Monday, April 12, 2010

"Good news, Pepper died!"

"Rejoice in the Lord always. I will say it again: rejoice. Let your gentleness be evident to all. The Lord is near. Do not be anxious about anything, but in everything, by prayer and petition, with thanksgiving, present your requests to God. And the peace of God, which transcends all understanding, will guard your hearts and your minds in Jesus Christ." Philippians 4:4-7 (NIV)

Lisa, my husband’s younger sister, has Autism. Experts say if you have known one person with Autism, you’ve known one person with Autism. Classified as a “spectrum disorder”, the symptoms vary widely, and each individual case comes with a multitude of obstacles to overcome. Put very simply, my sister-in-law’s brain is wired differently than most other’s when it comes to verbal communication.

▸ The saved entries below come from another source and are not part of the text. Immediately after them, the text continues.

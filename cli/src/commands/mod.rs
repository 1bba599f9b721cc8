// Copyright (c) 2026 100monkeys.ai
// SPDX-License-Identifier: AGPL-3.0

//! Command implementations for the ctxguard CLI

pub mod check;
pub mod config;
pub mod policy;
pub mod serve;

pub use self::check::CheckArgs;
pub use self::config::ConfigCommand;
pub use self::policy::PolicyCommand;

Doctors told her parents when she was very young that she would never speak, but they were wrong. She loves to talk, but long sentences are a chore and sometimes she doesn’t find the right word for the right emotion. So when we went to visit my in-laws one weekend shortly after the death of a family friend’s dog, Lisa blurted out to us, “Good news: Pepper died!”

My mother-in-law gently corrected her, “No sweetie, that’s not good news”. It seemed to us that Lisa was confusing her excited emotion for seeing us with the thing that had been weighing on her heart. She loved Pepper, loves all dogs for that matter, and was consumed by the loss.

Months afterward, I kept thinking about that phrase for some reason. During a bit of a dry spell after moving from Chicago to Columbus, filled with employment rejection for me, homesickness for my husband, and a less than abundant bank account for both of us, we decided that we just needed something to pick us up. We joked that “most of our good news has been more like, ‘Good news: Pepper died!’”. On our way to church one Sunday I used the tired, sarcastic joke one last time.

God must have anticipated my unflattering show of self-pity as He worked with our pastor on that Sunday’s message where he referred to the Gospel repeatedly as—you guessed it—“The Good News”. The best news there could be, really!

How foolish the Gospel makes my ego look. Decorating a home is inconsequential. My career goals are unimportant when I’m truly living to serve God. How easily I lose sight of what this life is really about.

At the moment of the ego-check I recalled hearing the story of Horatio Spafford’s hymn “It is Well” too many times to count during the past few months. For those of you who don’t know the story, here is a video:




Did I mention that one of my goals has been to become a better listener to God? Sometimes He speaks, and speaks, and speaks before I understand how His word applies to my life—and my bad attitude. Oh, thank you, God for your patience.

It is so easy to allow ourselves to be swept into the current of cultural expectations and the subsequent feelings of failure when we don’t measure up. (Hint: in a consumerist culture, we will never measure up. We will never be fulfilled.) The more I think of the world as a spiritual place, the easier it becomes to measure success.

When we get to heaven and all of our ailments fall away I wonder if Lisa will explain that she meant to say, “Pepper died, but it is well with my soul.”